* **Problem details**: With both ends included, transcribe exactly the records below from their first line to the line that contains "use rand::Rng;".

(Beginning of Listed records)

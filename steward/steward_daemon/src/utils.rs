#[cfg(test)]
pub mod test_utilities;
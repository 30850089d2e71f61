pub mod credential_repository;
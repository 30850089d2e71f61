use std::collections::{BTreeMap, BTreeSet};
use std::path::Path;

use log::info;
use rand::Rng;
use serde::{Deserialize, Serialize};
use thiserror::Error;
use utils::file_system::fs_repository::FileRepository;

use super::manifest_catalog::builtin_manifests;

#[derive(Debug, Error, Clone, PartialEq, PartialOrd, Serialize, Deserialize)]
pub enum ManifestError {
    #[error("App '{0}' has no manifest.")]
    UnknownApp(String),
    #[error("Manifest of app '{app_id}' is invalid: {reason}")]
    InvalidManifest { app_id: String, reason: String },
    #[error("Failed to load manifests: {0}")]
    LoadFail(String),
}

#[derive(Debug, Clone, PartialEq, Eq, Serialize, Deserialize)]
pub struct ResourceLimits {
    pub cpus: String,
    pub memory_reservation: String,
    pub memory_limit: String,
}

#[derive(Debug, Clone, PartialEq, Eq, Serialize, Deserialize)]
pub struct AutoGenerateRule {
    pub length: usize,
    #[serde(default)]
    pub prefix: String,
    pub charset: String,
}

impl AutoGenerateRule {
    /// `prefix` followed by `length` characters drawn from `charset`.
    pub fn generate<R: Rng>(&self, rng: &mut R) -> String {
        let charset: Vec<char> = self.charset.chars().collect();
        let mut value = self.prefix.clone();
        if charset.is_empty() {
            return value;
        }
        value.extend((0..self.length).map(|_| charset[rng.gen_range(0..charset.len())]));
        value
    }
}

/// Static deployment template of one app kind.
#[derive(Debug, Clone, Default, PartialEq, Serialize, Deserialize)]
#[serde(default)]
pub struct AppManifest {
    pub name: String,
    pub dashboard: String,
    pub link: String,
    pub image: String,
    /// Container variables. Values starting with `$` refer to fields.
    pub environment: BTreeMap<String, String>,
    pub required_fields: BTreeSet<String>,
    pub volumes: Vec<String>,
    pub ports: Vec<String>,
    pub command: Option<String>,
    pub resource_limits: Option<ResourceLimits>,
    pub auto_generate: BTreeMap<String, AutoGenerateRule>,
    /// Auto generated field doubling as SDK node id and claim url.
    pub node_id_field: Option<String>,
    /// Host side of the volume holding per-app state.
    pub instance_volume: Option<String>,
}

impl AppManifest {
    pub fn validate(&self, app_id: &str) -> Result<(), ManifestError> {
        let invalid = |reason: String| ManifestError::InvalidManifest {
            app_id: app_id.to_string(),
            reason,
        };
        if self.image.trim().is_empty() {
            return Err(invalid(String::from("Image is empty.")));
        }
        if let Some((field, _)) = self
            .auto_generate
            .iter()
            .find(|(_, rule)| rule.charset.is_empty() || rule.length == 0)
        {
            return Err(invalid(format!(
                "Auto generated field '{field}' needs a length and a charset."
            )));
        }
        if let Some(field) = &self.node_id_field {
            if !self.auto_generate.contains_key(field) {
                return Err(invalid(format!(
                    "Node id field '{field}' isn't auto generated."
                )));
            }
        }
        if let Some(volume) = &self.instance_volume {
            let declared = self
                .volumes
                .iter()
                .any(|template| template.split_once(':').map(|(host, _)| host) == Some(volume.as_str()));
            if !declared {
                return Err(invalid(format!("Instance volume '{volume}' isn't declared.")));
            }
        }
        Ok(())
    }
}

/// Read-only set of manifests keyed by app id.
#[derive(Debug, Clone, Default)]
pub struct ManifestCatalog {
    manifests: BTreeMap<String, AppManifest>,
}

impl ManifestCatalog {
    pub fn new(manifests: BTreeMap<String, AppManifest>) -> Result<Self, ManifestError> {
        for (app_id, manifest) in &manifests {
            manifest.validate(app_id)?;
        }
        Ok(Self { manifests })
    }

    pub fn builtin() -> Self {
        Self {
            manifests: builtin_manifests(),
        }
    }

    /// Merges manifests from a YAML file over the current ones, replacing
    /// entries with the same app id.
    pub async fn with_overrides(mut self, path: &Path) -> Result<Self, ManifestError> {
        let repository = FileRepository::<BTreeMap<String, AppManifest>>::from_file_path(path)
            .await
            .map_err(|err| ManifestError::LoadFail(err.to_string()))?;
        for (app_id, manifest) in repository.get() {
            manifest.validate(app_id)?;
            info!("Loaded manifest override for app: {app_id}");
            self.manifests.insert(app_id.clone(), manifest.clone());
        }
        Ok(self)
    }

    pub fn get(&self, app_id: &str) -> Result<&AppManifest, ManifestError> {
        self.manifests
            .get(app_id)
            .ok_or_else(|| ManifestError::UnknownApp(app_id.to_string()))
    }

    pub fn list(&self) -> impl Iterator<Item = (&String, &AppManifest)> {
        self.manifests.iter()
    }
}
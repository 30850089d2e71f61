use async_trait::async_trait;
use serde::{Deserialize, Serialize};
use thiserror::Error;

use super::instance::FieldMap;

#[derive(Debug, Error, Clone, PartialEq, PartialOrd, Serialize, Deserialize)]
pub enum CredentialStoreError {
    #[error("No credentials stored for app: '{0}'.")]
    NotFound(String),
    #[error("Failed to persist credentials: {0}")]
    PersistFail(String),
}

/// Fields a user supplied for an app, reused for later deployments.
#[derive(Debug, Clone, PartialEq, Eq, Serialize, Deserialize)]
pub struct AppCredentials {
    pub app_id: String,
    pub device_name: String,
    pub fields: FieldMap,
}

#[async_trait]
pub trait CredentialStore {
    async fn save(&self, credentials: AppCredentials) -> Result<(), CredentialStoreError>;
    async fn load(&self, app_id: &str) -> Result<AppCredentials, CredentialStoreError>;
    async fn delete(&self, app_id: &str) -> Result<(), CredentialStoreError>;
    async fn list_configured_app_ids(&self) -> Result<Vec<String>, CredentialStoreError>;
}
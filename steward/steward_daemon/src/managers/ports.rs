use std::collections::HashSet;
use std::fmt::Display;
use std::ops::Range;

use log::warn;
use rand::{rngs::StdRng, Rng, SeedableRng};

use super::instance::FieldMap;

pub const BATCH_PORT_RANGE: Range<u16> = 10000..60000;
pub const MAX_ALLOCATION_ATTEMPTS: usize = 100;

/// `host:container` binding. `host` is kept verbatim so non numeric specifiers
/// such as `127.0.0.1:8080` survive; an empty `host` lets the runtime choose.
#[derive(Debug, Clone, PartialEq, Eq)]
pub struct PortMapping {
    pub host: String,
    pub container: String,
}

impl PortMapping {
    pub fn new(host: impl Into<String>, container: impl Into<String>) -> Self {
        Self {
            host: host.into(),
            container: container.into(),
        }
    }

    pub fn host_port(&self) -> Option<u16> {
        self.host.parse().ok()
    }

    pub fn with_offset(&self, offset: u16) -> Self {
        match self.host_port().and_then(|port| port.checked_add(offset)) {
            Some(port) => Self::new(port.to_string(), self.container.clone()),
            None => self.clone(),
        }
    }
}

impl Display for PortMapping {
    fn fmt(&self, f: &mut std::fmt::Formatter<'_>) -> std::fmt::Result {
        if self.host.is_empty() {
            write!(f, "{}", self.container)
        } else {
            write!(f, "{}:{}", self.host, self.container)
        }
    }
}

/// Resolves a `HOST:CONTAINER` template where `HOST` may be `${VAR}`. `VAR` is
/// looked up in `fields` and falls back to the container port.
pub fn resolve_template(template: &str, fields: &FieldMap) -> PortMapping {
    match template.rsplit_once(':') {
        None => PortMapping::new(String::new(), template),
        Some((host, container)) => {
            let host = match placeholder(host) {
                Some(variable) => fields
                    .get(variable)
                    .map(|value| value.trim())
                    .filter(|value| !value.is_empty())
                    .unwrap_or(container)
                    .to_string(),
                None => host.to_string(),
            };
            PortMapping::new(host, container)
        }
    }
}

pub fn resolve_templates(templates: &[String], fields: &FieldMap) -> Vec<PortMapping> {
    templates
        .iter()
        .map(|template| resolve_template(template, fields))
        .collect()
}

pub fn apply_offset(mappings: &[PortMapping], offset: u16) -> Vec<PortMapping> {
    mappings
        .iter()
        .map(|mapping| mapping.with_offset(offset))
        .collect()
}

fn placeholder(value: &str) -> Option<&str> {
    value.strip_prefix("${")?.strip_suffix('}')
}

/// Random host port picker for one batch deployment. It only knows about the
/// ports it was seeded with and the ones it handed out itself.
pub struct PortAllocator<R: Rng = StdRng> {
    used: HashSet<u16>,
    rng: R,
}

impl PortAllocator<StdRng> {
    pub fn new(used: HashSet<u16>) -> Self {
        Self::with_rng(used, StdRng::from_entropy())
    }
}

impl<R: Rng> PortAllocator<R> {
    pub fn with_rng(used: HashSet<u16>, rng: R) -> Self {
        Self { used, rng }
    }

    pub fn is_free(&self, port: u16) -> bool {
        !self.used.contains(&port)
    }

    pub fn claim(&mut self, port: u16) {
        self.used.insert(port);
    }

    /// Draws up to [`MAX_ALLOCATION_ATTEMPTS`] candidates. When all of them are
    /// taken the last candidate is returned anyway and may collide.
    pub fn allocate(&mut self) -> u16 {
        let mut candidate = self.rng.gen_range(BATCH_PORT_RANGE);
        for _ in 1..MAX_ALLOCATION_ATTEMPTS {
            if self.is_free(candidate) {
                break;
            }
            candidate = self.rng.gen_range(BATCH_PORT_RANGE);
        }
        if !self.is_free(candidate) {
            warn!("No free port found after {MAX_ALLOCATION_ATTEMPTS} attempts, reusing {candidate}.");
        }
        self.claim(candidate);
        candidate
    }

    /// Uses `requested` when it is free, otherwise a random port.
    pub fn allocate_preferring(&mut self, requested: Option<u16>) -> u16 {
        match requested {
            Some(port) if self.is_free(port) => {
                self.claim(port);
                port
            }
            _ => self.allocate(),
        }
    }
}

(End of Listed records)

* **Reply**:
filename steward/steward_daemon/src/utils.rs
#[cfg(test)]
pub mod test_utilities;
repository 30850089d2e71f61
pub mod credential_repository;
repository 30850089d2e71f61
use std::collections::{BTreeMap, BTreeSet};
use std::path::Path;

use log::info;
use rand::Rng;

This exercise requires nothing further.